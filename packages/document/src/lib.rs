//! # VectorForge Document
//!
//! The canonical layer model: a tree of [`Layer`]s (rectangles, ellipses,
//! text, node-based paths and groups) with tree-wide unique ids, an id index,
//! structural validation and the semantic [`Mutation`]s the editor issues.

pub mod document;
pub mod index;
pub mod layer;
pub mod mutations;
pub mod sanitize;
pub mod validator;

pub use document::Document;
pub use index::{find_path, layer_at, layer_at_mut, ChildList, LayerIndex, LayerPath};
pub use layer::{walk_layers, BlendMode, Layer, Shape, DEFAULT_FILL, DEFAULT_STROKE};
pub use mutations::{Mutation, MutationError, StylePatch};
pub use sanitize::{sanitize, sanitize_layers, sanitize_node, sanitize_shape};
pub use validator::{validate, validate_nodes, ValidationError};

pub use vectorforge_path::{GeometricNode, NodeKind, Point};
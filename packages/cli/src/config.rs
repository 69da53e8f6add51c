use serde::{Deserialize, Serialize};
use std::path::PathBuf;
use vectorforge_path::ParseOptions;
use vectorforge_render::{ReconcileOptions, DEFAULT_BACKGROUND_ID, DEFAULT_ROOT_CONTAINER_ID};

pub const DEFAULT_CONFIG_NAME: &str = "vectorforge.config.json";

/// VectorForge configuration file format
#[derive(Debug, Clone, PartialEq, Serialize, Deserialize)]
#[serde(rename_all = "camelCase")]
pub struct Config {
    /// Element whose children mirror the layer list
    #[serde(default = "default_root_container_id")]
    pub root_container_id: String,

    #[serde(default = "default_background_id")]
    pub background_id: String,

    /// Extra ids that survive every export
    #[serde(default)]
    pub protected_ids: Vec<String>,

    /// Repeat a command for extra coordinate groups
    #[serde(default)]
    pub implicit_repeat: bool,

    /// Elevate quadratics with distinct control points
    #[serde(default)]
    pub exact_quadratic: bool,

    /// Decimal places for written numbers
    #[serde(default, skip_serializing_if = "Option::is_none")]
    pub precision: Option<usize>,
}

fn default_root_container_id() -> String {
    DEFAULT_ROOT_CONTAINER_ID.to_string()
}

fn default_background_id() -> String {
    DEFAULT_BACKGROUND_ID.to_string()
}

impl Config {
    /// Load config from a directory
    pub fn load(cwd: &str) -> anyhow::Result<Self> {
        let config_path = PathBuf::from(cwd).join(DEFAULT_CONFIG_NAME);

        if config_path.exists() {
            let content = std::fs::read_to_string(&config_path)?;
            let config: Config = serde_json::from_str(&content)?;
            Ok(config)
        } else {
            Ok(Config::default())
        }
    }

    pub fn parse_options(&self) -> ParseOptions {
        ParseOptions {
            implicit_repeat: self.implicit_repeat,
            exact_quadratic: self.exact_quadratic,
        }
    }

    pub fn reconcile_options(&self) -> ReconcileOptions {
        ReconcileOptions {
            root_container_id: self.root_container_id.clone(),
            background_id: self.background_id.clone(),
            extra_protected_ids: self.protected_ids.clone(),
            parse_options: self.parse_options(),
            precision: self.precision,
        }
    }
}

impl Default for Config {
    fn default() -> Self {
        Self {
            root_container_id: default_root_container_id(),
            background_id: default_background_id(),
            protected_ids: vec![],
            implicit_repeat: false,
            exact_quadratic: false,
            precision: None,
        }
    }
}
mod commands;
mod config;

use clap::{Parser, Subcommand};
use colored::Colorize;
use commands::{
    check, export, import, normalize, parse, CheckArgs, ExportArgs, ImportArgs, NormalizeArgs,
    ParseArgs,
};
use tracing_subscriber::EnvFilter;

/// VectorForge CLI - path data and layer documents
#[derive(Parser, Debug)]
#[command(name = "vectorforge")]
#[command(author, version, about, long_about = None)]
struct Cli {
    /// Log at debug level (RUST_LOG takes precedence)
    #[arg(short, long, global = true)]
    verbose: bool,

    #[command(subcommand)]
    command: Command,
}

#[derive(Subcommand, Debug)]
enum Command {
    /// Interpret path data and print its nodes as JSON
    Parse(ParseArgs),

    /// Rewrite path data in canonical absolute form
    Normalize(NormalizeArgs),

    /// Read layers from a markup file
    Import(ImportArgs),

    /// Write layers into markup
    Export(ExportArgs),

    /// Import and validate a markup file
    Check(CheckArgs),
}

fn init_tracing(verbose: bool) {
    let default_level = if verbose { "debug" } else { "warn" };
    let filter =
        EnvFilter::try_from_default_env().unwrap_or_else(|_| EnvFilter::new(default_level));

    tracing_subscriber::fmt()
        .with_env_filter(filter)
        .with_writer(std::io::stderr)
        .init();
}

fn run(cli: Cli) -> anyhow::Result<()> {
    let cwd = std::env::current_dir()?.display().to_string();

    match cli.command {
        Command::Parse(args) => parse(args, &cwd),
        Command::Normalize(args) => normalize(args, &cwd),
        Command::Import(args) => import(args, &cwd),
        Command::Export(args) => export(args, &cwd),
        Command::Check(args) => check(args, &cwd),
    }
}

fn main() {
    let cli = Cli::parse();
    init_tracing(cli.verbose);

    if let Err(err) = run(cli) {
        eprintln!();
        eprintln!("{} {}", "Error:".red().bold(), err);
        eprintln!();
        std::process::exit(1);
    }
}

-=-=-

Work instruction -
Please return every line of the material above that includes "markup".

Written answer -
    /// Read layers from a markup file
    /// Write layers into markup
    /// Import and validate a markup file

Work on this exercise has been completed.